POLITIQUE - le 28 Mars 2013
Quelle est l’origine de ce vocable qui a beaucoup fait parler ?
Tribune: "Salopard" dites-vous... Par Alain Ruscio, historien
Mots clés : françois delapierre, alain ruscio,
Décidément, ce «salopard» lâché du haut d’une tribune aura fait couler de l’encre… et de la salive. Et chacun a dû se précipiter sur son dictionnaire pour en trouver l’origine. Las ! Le Robert, dictionnaire historique de la langue française, habituellement cité, s’est fourvoyé… et pas mal de journalistes avec lui.

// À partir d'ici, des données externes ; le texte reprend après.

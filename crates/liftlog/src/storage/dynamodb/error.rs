//! DynamoDB error mapping.
//!
//! Maps AWS SDK errors to `RepositoryError`. Conditional check failures are
//! not errors here; the table client reports them as a write outcome.

use std::fmt::Debug;

use aws_sdk_dynamodb::error::{DisplayErrorContext, SdkError};
use aws_sdk_dynamodb::operation::create_table::CreateTableError;
use aws_sdk_dynamodb::operation::delete_item::DeleteItemError;
use aws_sdk_dynamodb::operation::describe_table::DescribeTableError;
use aws_sdk_dynamodb::operation::put_item::PutItemError;
use aws_sdk_dynamodb::operation::query::QueryError;
use aws_sdk_dynamodb::operation::scan::ScanError;
use liftlog_core::storage::RepositoryError;

/// Requests that never got an answer from the service.
fn connection_failure<E, R>(err: &SdkError<E, R>) -> Option<RepositoryError>
where
    E: std::error::Error + 'static,
    R: Debug,
{
    match err {
        SdkError::DispatchFailure(_) | SdkError::TimeoutError(_) => Some(
            RepositoryError::ConnectionFailed(DisplayErrorContext(err).to_string()),
        ),
        _ => None,
    }
}

/// Map a Query SDK error to RepositoryError.
pub fn map_query_error<R: Debug + Send + Sync + 'static>(
    err: SdkError<QueryError, R>,
) -> RepositoryError {
    if let Some(failure) = connection_failure(&err) {
        return failure;
    }
    match err.into_service_error() {
        QueryError::ResourceNotFoundException(_) => {
            RepositoryError::QueryFailed("Table not found".to_string())
        }
        QueryError::ProvisionedThroughputExceededException(_) => {
            RepositoryError::QueryFailed("Throughput exceeded, please retry".to_string())
        }
        QueryError::RequestLimitExceeded(_) => {
            RepositoryError::QueryFailed("Request limit exceeded, please retry".to_string())
        }
        QueryError::InternalServerError(_) => {
            RepositoryError::QueryFailed("DynamoDB internal server error".to_string())
        }
        err => RepositoryError::QueryFailed(format!("Query failed: {err:?}")),
    }
}

/// Map a Scan SDK error to RepositoryError.
pub fn map_scan_error<R: Debug + Send + Sync + 'static>(
    err: SdkError<ScanError, R>,
) -> RepositoryError {
    if let Some(failure) = connection_failure(&err) {
        return failure;
    }
    match err.into_service_error() {
        ScanError::ResourceNotFoundException(_) => {
            RepositoryError::QueryFailed("Table not found".to_string())
        }
        ScanError::ProvisionedThroughputExceededException(_) => {
            RepositoryError::QueryFailed("Throughput exceeded, please retry".to_string())
        }
        ScanError::RequestLimitExceeded(_) => {
            RepositoryError::QueryFailed("Request limit exceeded, please retry".to_string())
        }
        ScanError::InternalServerError(_) => {
            RepositoryError::QueryFailed("DynamoDB internal server error".to_string())
        }
        err => RepositoryError::QueryFailed(format!("Scan failed: {err:?}")),
    }
}

/// Map a PutItem SDK error to RepositoryError.
pub fn map_put_item_error<R: Debug + Send + Sync + 'static>(
    err: SdkError<PutItemError, R>,
) -> RepositoryError {
    if let Some(failure) = connection_failure(&err) {
        return failure;
    }
    match err.into_service_error() {
        PutItemError::ResourceNotFoundException(_) => {
            RepositoryError::QueryFailed("Table not found".to_string())
        }
        PutItemError::ProvisionedThroughputExceededException(_) => {
            RepositoryError::QueryFailed("Throughput exceeded, please retry".to_string())
        }
        PutItemError::RequestLimitExceeded(_) => {
            RepositoryError::QueryFailed("Request limit exceeded, please retry".to_string())
        }
        PutItemError::TransactionConflictException(_) => {
            RepositoryError::QueryFailed("Transaction conflict, please retry".to_string())
        }
        PutItemError::InternalServerError(_) => {
            RepositoryError::QueryFailed("DynamoDB internal server error".to_string())
        }
        err => RepositoryError::QueryFailed(format!("PutItem failed: {err:?}")),
    }
}

/// Map a DeleteItem SDK error to RepositoryError.
pub fn map_delete_item_error<R: Debug + Send + Sync + 'static>(
    err: SdkError<DeleteItemError, R>,
) -> RepositoryError {
    if let Some(failure) = connection_failure(&err) {
        return failure;
    }
    match err.into_service_error() {
        DeleteItemError::ResourceNotFoundException(_) => {
            RepositoryError::QueryFailed("Table not found".to_string())
        }
        DeleteItemError::ProvisionedThroughputExceededException(_) => {
            RepositoryError::QueryFailed("Throughput exceeded, please retry".to_string())
        }
        DeleteItemError::RequestLimitExceeded(_) => {
            RepositoryError::QueryFailed("Request limit exceeded, please retry".to_string())
        }
        DeleteItemError::TransactionConflictException(_) => {
            RepositoryError::QueryFailed("Transaction conflict, please retry".to_string())
        }
        DeleteItemError::InternalServerError(_) => {
            RepositoryError::QueryFailed("DynamoDB internal server error".to_string())
        }
        err => RepositoryError::QueryFailed(format!("DeleteItem failed: {err:?}")),
    }
}

/// Map a DescribeTable SDK error to RepositoryError.
pub fn map_describe_table_error<R: Debug + Send + Sync + 'static>(
    err: SdkError<DescribeTableError, R>,
) -> RepositoryError {
    connection_failure(&err).unwrap_or_else(|| {
        RepositoryError::ConnectionFailed(format!(
            "DescribeTable failed: {:?}",
            err.into_service_error()
        ))
    })
}

/// Map a CreateTable SDK error to RepositoryError.
pub fn map_create_table_error<R: Debug + Send + Sync + 'static>(
    err: SdkError<CreateTableError, R>,
) -> RepositoryError {
    connection_failure(&err).unwrap_or_else(|| {
        RepositoryError::ConnectionFailed(format!(
            "CreateTable failed: {:?}",
            err.into_service_error()
        ))
    })
}
//! SQLite row conversion functions.
//!
//! Pure functions for converting between SQLite rows and domain types.

use chrono::{DateTime, Utc};
use liftlog_core::workout::{Comment, Exercise, Workout};
use rusqlite::{types::Type, Row};

/// Convert a SQLite row to a Workout without its exercises.
///
/// Expected columns: id, created_at, updated_at, date, kind, duration
pub fn row_to_workout(row: &Row) -> rusqlite::Result<Workout> {
    let created_at: String = row.get(1)?;
    let updated_at: String = row.get(2)?;

    Ok(Workout {
        id: row.get(0)?,
        created_at: Some(parse_datetime(&created_at, 1)?),
        updated_at: Some(parse_datetime(&updated_at, 2)?),
        date: row.get(3)?,
        kind: row.get(4)?,
        duration: row.get(5)?,
        exercises: Vec::new(),
    })
}

/// Convert a SQLite row to an Exercise paired with its owning workout id.
///
/// Expected columns: id, workout_id, name, weight, sets, reps, warmup
pub fn row_to_exercise(row: &Row) -> rusqlite::Result<(i64, Exercise)> {
    let workout_id: i64 = row.get(1)?;

    Ok((
        workout_id,
        Exercise {
            id: row.get(0)?,
            name: row.get(2)?,
            weight: row.get(3)?,
            sets: row.get(4)?,
            reps: row.get(5)?,
            warmup: row.get(6)?,
        },
    ))
}

/// Convert a SQLite row to a Comment.
///
/// Expected columns: id, created_at, updated_at, slug, body, author
pub fn row_to_comment(row: &Row) -> rusqlite::Result<Comment> {
    let created_at: String = row.get(1)?;
    let updated_at: String = row.get(2)?;

    Ok(Comment {
        id: row.get(0)?,
        created_at: Some(parse_datetime(&created_at, 1)?),
        updated_at: Some(parse_datetime(&updated_at, 2)?),
        slug: row.get(3)?,
        body: row.get(4)?,
        author: row.get(5)?,
    })
}

/// Format a DateTime for SQLite storage (RFC 3339).
pub fn format_datetime(dt: &DateTime<Utc>) -> String {
    dt.to_rfc3339()
}

fn parse_datetime(s: &str, column: usize) -> rusqlite::Result<DateTime<Utc>> {
    DateTime::parse_from_rfc3339(s)
        .map(|dt| dt.with_timezone(&Utc))
        .map_err(|e| rusqlite::Error::FromSqlConversionFailure(column, Type::Text, Box::new(e)))
}
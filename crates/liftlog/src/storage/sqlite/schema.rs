//! SQLite schema definitions and SQL query constants.

/// Creates every table on first open. Safe to run against an existing file.
pub const CREATE_TABLES: &str = r#"
PRAGMA foreign_keys = ON;

CREATE TABLE IF NOT EXISTS workouts (
    id INTEGER PRIMARY KEY AUTOINCREMENT,
    created_at TEXT NOT NULL,
    updated_at TEXT NOT NULL,
    date TEXT NOT NULL,
    kind TEXT NOT NULL,
    duration TEXT NOT NULL
);

CREATE TABLE IF NOT EXISTS exercises (
    id INTEGER PRIMARY KEY AUTOINCREMENT,
    workout_id INTEGER NOT NULL,
    position INTEGER NOT NULL,
    name TEXT NOT NULL,
    weight REAL NOT NULL,
    sets INTEGER NOT NULL,
    reps INTEGER NOT NULL,
    warmup INTEGER NOT NULL,
    FOREIGN KEY (workout_id) REFERENCES workouts(id) ON DELETE CASCADE
);

CREATE TABLE IF NOT EXISTS comments (
    id INTEGER PRIMARY KEY AUTOINCREMENT,
    created_at TEXT NOT NULL,
    updated_at TEXT NOT NULL,
    slug TEXT NOT NULL,
    body TEXT NOT NULL,
    author TEXT NOT NULL
);

CREATE INDEX IF NOT EXISTS idx_exercises_workout_position ON exercises(workout_id, position);
CREATE INDEX IF NOT EXISTS idx_comments_slug ON comments(slug);
"#;

// Workouts

pub const INSERT_WORKOUT: &str = r#"
INSERT INTO workouts (created_at, updated_at, date, kind, duration)
VALUES (?1, ?2, ?3, ?4, ?5)
"#;

pub const SELECT_WORKOUT_BY_ID: &str = r#"
SELECT id, created_at, updated_at, date, kind, duration
FROM workouts
WHERE id = ?1
"#;

pub const SELECT_ALL_WORKOUTS: &str = r#"
SELECT id, created_at, updated_at, date, kind, duration
FROM workouts
ORDER BY id
"#;

pub const UPDATE_WORKOUT: &str = r#"
UPDATE workouts
SET updated_at = ?2, date = ?3, kind = ?4, duration = ?5
WHERE id = ?1
"#;

pub const DELETE_WORKOUT: &str = "DELETE FROM workouts WHERE id = ?1";

// Exercises

pub const INSERT_EXERCISE: &str = r#"
INSERT INTO exercises (workout_id, position, name, weight, sets, reps, warmup)
VALUES (?1, ?2, ?3, ?4, ?5, ?6, ?7)
"#;

pub const SELECT_EXERCISES_BY_WORKOUT: &str = r#"
SELECT id, workout_id, name, weight, sets, reps, warmup
FROM exercises
WHERE workout_id = ?1
ORDER BY position
"#;

pub const SELECT_ALL_EXERCISES: &str = r#"
SELECT id, workout_id, name, weight, sets, reps, warmup
FROM exercises
ORDER BY workout_id, position
"#;

pub const DELETE_EXERCISES_BY_WORKOUT: &str = "DELETE FROM exercises WHERE workout_id = ?1";

// Comments

pub const INSERT_COMMENT: &str = r#"
INSERT INTO comments (created_at, updated_at, slug, body, author)
VALUES (?1, ?2, ?3, ?4, ?5)
"#;

pub const SELECT_COMMENT_BY_ID: &str = r#"
SELECT id, created_at, updated_at, slug, body, author
FROM comments
WHERE id = ?1
"#;

pub const SELECT_ALL_COMMENTS: &str = r#"
SELECT id, created_at, updated_at, slug, body, author
FROM comments
ORDER BY id
"#;

pub const UPDATE_COMMENT: &str = r#"
UPDATE comments
SET updated_at = ?2, slug = ?3, body = ?4, author = ?5
WHERE id = ?1
"#;

pub const DELETE_COMMENT: &str = "DELETE FROM comments WHERE id = ?1";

S’il faut en croire le monument de l’identité intellectuelle française, « salopard » remonterait à 1911 et aurait (dis)qualifié les combattants d’Abd El Krim, lors de la guerre du Rif, au nord du Maroc.
Double erreur.
Pour la date, ce n’est pas dramatique. La plus ancienne utilisation retrouvée par nous (il y en a peut-être d’antérieures ?) remonte à la fin du XIXe siècle et est, certes, liée à l’histoire coloniale… mais pas marocaine. Rendant compte d’un ouvrage sur la vie et la mort (au Niger, alors français) d’un officier des tirailleurs sénégalais, Anthelme Orsat, son biographe, écrit : « Nous avançons jusqu’à environ cent mètres du baobab, quand, tout à coup, se dressent, à vingt pas de nous, une multitude de canons de fusil tenus chacun par un salopard » (le Figaro, 1er décembre 1898). Donc, 1898, pas 1911. Treize ans, tout de même.
Il est vrai que, dans les années qui suivirent, le mot fut abondamment utilisé lors de la conquête du Maroc, qui s’échelonna entre 1907 et 1912… mais la guerre contre Abd El Krim, citée par le Robert, commença treize années plus tard (décidément…), à partir de 1925 ! Là, c’est un peu plus gênant.

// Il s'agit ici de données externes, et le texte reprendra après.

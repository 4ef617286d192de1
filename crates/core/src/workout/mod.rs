//! Workout and comment records in both key shapes.
//!
//! `Workout` and `Comment` are addressed by a store-assigned integer id.
//! `WorkoutEntity` and `CommentEntity` are flat and addressed by a
//! caller-supplied [`CompoundKey`](crate::storage::CompoundKey).

mod entities;
mod types;

pub use entities::{CommentEntity, WorkoutEntity};
pub use types::{Comment, Exercise, Workout};
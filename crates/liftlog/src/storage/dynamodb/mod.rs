//! DynamoDB backend for the table store.
//!
//! [`DynamoDbTable`] speaks the [`TableClient`](super::table::TableClient)
//! operations against one shared table with a `PK` hash key and an `SK`
//! range key.

mod client;
mod error;
mod table;

pub use client::{create_client, AwsConfig};
pub use table::DynamoDbTable;
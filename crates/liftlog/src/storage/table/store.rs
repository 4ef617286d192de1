//! Uniform CRUD contract over a partitioned table.

use std::sync::Arc;

use async_trait::async_trait;
use liftlog_core::storage::{
    CompoundKey, DecodeMode, RepositoryError, ResourceStore, Result,
};

use super::client::{TableClient, WriteCondition, WriteOutcome};
use super::conversions::TableRecord;
use super::keys;

/// Table-backed store for any [`TableRecord`].
///
/// Every mutation reads the key first, then issues a conditional write so a
/// concurrent writer between the read and the write is still detected.
pub struct TableStore<C> {
    client: Arc<C>,
    decode_mode: DecodeMode,
}

impl<C: TableClient> TableStore<C> {
    pub fn new(client: Arc<C>) -> Self {
        Self {
            client,
            decode_mode: DecodeMode::default(),
        }
    }

    /// Sets how `get_all` treats items that fail to decode.
    pub fn with_decode_mode(mut self, decode_mode: DecodeMode) -> Self {
        self.decode_mode = decode_mode;
        self
    }

    async fn find<R: TableRecord>(&self, key: &CompoundKey) -> Result<Option<R>> {
        let table_key = keys::table_key(R::KEY_PREFIX, key);

        match self.client.query(&table_key).await?.first() {
            Some(item) => R::from_item(item).map(Some),
            None => Ok(None),
        }
    }
}

#[async_trait]
impl<C, R> ResourceStore<R> for TableStore<C>
where
    C: TableClient + 'static,
    R: TableRecord,
{
    async fn get(&self, key: &CompoundKey) -> Result<R> {
        self.find::<R>(key)
            .await?
            .ok_or_else(|| RepositoryError::not_found(R::ENTITY_TYPE, key))
    }

    async fn add(&self, record: R) -> Result<R> {
        let key = record.key();
        if !key.is_complete() {
            return Err(RepositoryError::InvalidData(format!(
                "{} requires both partitionKey and rowKey",
                R::ENTITY_TYPE
            )));
        }

        if self.find::<R>(&key).await?.is_some() {
            return Err(RepositoryError::already_exists(R::ENTITY_TYPE, &key));
        }

        match self
            .client
            .put(record.to_item(), WriteCondition::MustNotExist)
            .await?
        {
            WriteOutcome::Applied => {
                tracing::debug!(entity = R::ENTITY_TYPE, key = %key, "Created item");
                Ok(record)
            }
            WriteOutcome::ConditionFailed => {
                tracing::warn!(entity = R::ENTITY_TYPE, key = %key, "Lost create race");
                Err(RepositoryError::already_exists(R::ENTITY_TYPE, &key))
            }
        }
    }

    async fn update(&self, key: &CompoundKey, record: R) -> Result<R> {
        ResourceStore::<R>::get(self, key).await?;

        // Keys are immutable: the addressed key wins over the body
        let record = record.with_key(key.clone());
        match self
            .client
            .put(record.to_item(), WriteCondition::MustExist)
            .await?
        {
            WriteOutcome::Applied => {
                tracing::debug!(entity = R::ENTITY_TYPE, key = %key, "Replaced item");
                Ok(record)
            }
            WriteOutcome::ConditionFailed => {
                tracing::warn!(entity = R::ENTITY_TYPE, key = %key, "Item deleted during update");
                Err(RepositoryError::not_found(R::ENTITY_TYPE, key))
            }
        }
    }

    async fn delete(&self, key: &CompoundKey) -> Result<()> {
        ResourceStore::<R>::get(self, key).await?;

        let table_key = keys::table_key(R::KEY_PREFIX, key);
        match self
            .client
            .delete(&table_key, WriteCondition::MustExist)
            .await?
        {
            WriteOutcome::Applied => {
                tracing::debug!(entity = R::ENTITY_TYPE, key = %key, "Deleted item");
                Ok(())
            }
            WriteOutcome::ConditionFailed => {
                tracing::warn!(entity = R::ENTITY_TYPE, key = %key, "Item deleted during delete");
                Err(RepositoryError::not_found(R::ENTITY_TYPE, key))
            }
        }
    }

    async fn get_all(&self) -> Result<Vec<R>> {
        let mut records = Vec::new();
        let mut start = None;
        let mut pages = 0usize;

        loop {
            let page = self.client.scan_page(R::ENTITY_TYPE, start).await?;
            pages += 1;

            for item in &page.items {
                match R::from_item(item) {
                    Ok(record) => records.push(record),
                    Err(e) if self.decode_mode == DecodeMode::Lenient => {
                        tracing::warn!(
                            entity = R::ENTITY_TYPE,
                            error = %e,
                            "Skipping undecodable item"
                        );
                    }
                    Err(e) => return Err(e),
                }
            }

            match page.next {
                Some(next) => start = Some(next),
                None => break,
            }
        }

        tracing::debug!(
            entity = R::ENTITY_TYPE,
            pages,
            count = records.len(),
            "Drained table scan"
        );
        Ok(records)
    }
}

#[cfg(test)]
mod tests {
    use aws_sdk_dynamodb::types::AttributeValue;
    use liftlog_core::workout::{CommentEntity, WorkoutEntity};

    use super::*;
    use crate::storage::table::{InMemoryTable, Item, ScanPage, TableKey};

    fn store(page_size: usize) -> (Arc<InMemoryTable>, TableStore<InMemoryTable>) {
        let table = Arc::new(InMemoryTable::with_page_size(page_size));
        (table.clone(), TableStore::new(table))
    }

    fn fake_1999(weight: f64) -> WorkoutEntity {
        WorkoutEntity {
            date: "1999-12-31".to_string(),
            ..WorkoutEntity::new("Fake", "1999")
                .with_exercise("bench", weight)
                .with_volume(5, 5)
        }
    }

    #[tokio::test]
    async fn test_compound_key_lifecycle() {
        let (_, store) = store(100);
        let workouts: &dyn ResourceStore<WorkoutEntity> = &store;
        let key = CompoundKey::new("Fake", "1999");

        let added = workouts.add(fake_1999(185.0)).await.unwrap();
        assert_eq!(workouts.get(&key).await.unwrap(), added);

        let duplicate = workouts.add(fake_1999(225.0)).await;
        assert!(matches!(duplicate, Err(RepositoryError::AlreadyExists { .. })));
        assert_eq!(workouts.get(&key).await.unwrap().weight, 185.0);

        let body = WorkoutEntity {
            weight: 195.0,
            ..WorkoutEntity::default()
        };
        let updated = workouts.update(&key, body).await.unwrap();
        assert_eq!(updated.key(), key);
        assert_eq!(workouts.get(&key).await.unwrap().weight, 195.0);

        workouts.delete(&key).await.unwrap();
        assert!(matches!(
            workouts.get(&key).await,
            Err(RepositoryError::NotFound { entity_type: "WorkoutEntity", .. })
        ));
    }

    #[tokio::test]
    async fn test_missing_key_leaves_table_untouched() {
        let (table, store) = store(100);
        let workouts: &dyn ResourceStore<WorkoutEntity> = &store;
        workouts.add(fake_1999(185.0)).await.unwrap();
        let missing = CompoundKey::new("Fake", "2000");

        assert!(matches!(
            workouts.update(&missing, fake_1999(1.0)).await,
            Err(RepositoryError::NotFound { .. })
        ));
        assert!(matches!(
            workouts.delete(&missing).await,
            Err(RepositoryError::NotFound { .. })
        ));
        assert_eq!(table.len().await, 1);
        assert_eq!(workouts.get_all().await.unwrap(), vec![fake_1999(185.0)]);
    }

    #[tokio::test]
    async fn test_incomplete_key_is_invalid() {
        let (table, store) = store(100);
        let workouts: &dyn ResourceStore<WorkoutEntity> = &store;

        let result = workouts.add(WorkoutEntity::new("Fake", "")).await;

        assert!(matches!(result, Err(RepositoryError::InvalidData(_))));
        assert_eq!(table.len().await, 0);
    }

    #[tokio::test]
    async fn test_record_types_share_table_without_collisions() {
        let (table, store) = store(100);
        let workouts: &dyn ResourceStore<WorkoutEntity> = &store;
        let comments: &dyn ResourceStore<CommentEntity> = &store;

        workouts.add(fake_1999(185.0)).await.unwrap();
        comments.add(CommentEntity::new("Fake", "1999")).await.unwrap();

        assert_eq!(table.len().await, 2);
        assert_eq!(workouts.get_all().await.unwrap().len(), 1);
        assert_eq!(comments.get_all().await.unwrap().len(), 1);
    }

    #[tokio::test]
    async fn test_get_all_drains_every_page() {
        let (_, store) = store(3);
        let workouts: &dyn ResourceStore<WorkoutEntity> = &store;
        let comments: &dyn ResourceStore<CommentEntity> = &store;

        for row in 0..10 {
            workouts
                .add(WorkoutEntity::new("Fake", format!("{row:02}")))
                .await
                .unwrap();
            comments
                .add(CommentEntity::new("Fake", format!("{row:02}")))
                .await
                .unwrap();
        }

        let mut rows: Vec<String> = workouts
            .get_all()
            .await
            .unwrap()
            .into_iter()
            .map(|w| w.row_key)
            .collect();
        rows.sort();

        let expected: Vec<String> = (0..10).map(|row| format!("{row:02}")).collect();
        assert_eq!(rows, expected);
    }

    async fn with_corrupt_item(mode: DecodeMode) -> Result<Vec<WorkoutEntity>> {
        let (table, store) = store(2);
        let store = store.with_decode_mode(mode);
        let workouts: &dyn ResourceStore<WorkoutEntity> = &store;

        for row in ["a", "b", "c", "d"] {
            workouts.add(WorkoutEntity::new("Fake", row)).await.unwrap();
        }
        let mut corrupt = WorkoutEntity::new("Fake", "bb").to_item();
        corrupt.insert("weight".to_string(), AttributeValue::S("heavy".to_string()));
        table.insert_raw(corrupt).await.unwrap();

        workouts.get_all().await
    }

    #[tokio::test]
    async fn test_lenient_mode_skips_corrupt_items() {
        let records = with_corrupt_item(DecodeMode::Lenient).await.unwrap();

        let rows: Vec<&str> = records.iter().map(|w| w.row_key.as_str()).collect();
        assert_eq!(rows, ["a", "b", "c", "d"]);
    }

    #[tokio::test]
    async fn test_strict_mode_fails_listing() {
        let result = with_corrupt_item(DecodeMode::Strict).await;

        assert!(matches!(result, Err(RepositoryError::Serialization(_))));
    }

    /// Serves every lookup from a stale snapshot, as if another writer acted
    /// between the read and the write.
    struct StaleReads {
        table: InMemoryTable,
        snapshot: Vec<Item>,
    }

    #[async_trait]
    impl TableClient for StaleReads {
        async fn query(&self, _key: &TableKey) -> Result<Vec<Item>> {
            Ok(self.snapshot.clone())
        }

        async fn scan_page(&self, entity_type: &str, start: Option<Item>) -> Result<ScanPage> {
            self.table.scan_page(entity_type, start).await
        }

        async fn put(&self, item: Item, condition: WriteCondition) -> Result<WriteOutcome> {
            self.table.put(item, condition).await
        }

        async fn delete(&self, key: &TableKey, condition: WriteCondition) -> Result<WriteOutcome> {
            self.table.delete(key, condition).await
        }
    }

    #[tokio::test]
    async fn test_concurrent_create_is_conflict() {
        let table = InMemoryTable::new();
        table.insert_raw(fake_1999(185.0).to_item()).await.unwrap();
        let store = TableStore::new(Arc::new(StaleReads {
            table,
            snapshot: Vec::new(),
        }));
        let workouts: &dyn ResourceStore<WorkoutEntity> = &store;

        let result = workouts.add(fake_1999(225.0)).await;

        assert!(matches!(result, Err(RepositoryError::AlreadyExists { .. })));
    }

    #[tokio::test]
    async fn test_concurrent_delete_is_not_found() {
        let store = TableStore::new(Arc::new(StaleReads {
            table: InMemoryTable::new(),
            snapshot: vec![fake_1999(185.0).to_item()],
        }));
        let workouts: &dyn ResourceStore<WorkoutEntity> = &store;
        let key = CompoundKey::new("Fake", "1999");

        assert!(matches!(
            workouts.update(&key, fake_1999(195.0)).await,
            Err(RepositoryError::NotFound { .. })
        ));
        assert!(matches!(
            workouts.delete(&key).await,
            Err(RepositoryError::NotFound { .. })
        ));
        assert_eq!(store.client.table.len().await, 0);
    }
}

Le mot est si usuel qu’il apparaît spontanément sous la plume de dialoguistes de films à succès, comme la Bandera, de Julien Duvivier, film de 1935 dont l’action se passe au Maroc : « Les salopards te coupent la tête et donnent le reste à leurs mouquères. »
Dès lors, il sert également, dans les moments d’exacerbation des débats politiques en France, à désigner des adversaires : pour une partie de la droite, les partisans du Front populaire étaient des salopards en casquette, la presse vichyste taxait ainsi les gaullistes, etc.
Fallait-il redonner une nouvelle jeunesse à cette expression un peu désuète, ancrée dans l’histoire coloniale ? Sur cette question, le citoyen a ses réponses, l’historien n’essaie même pas d’en chercher.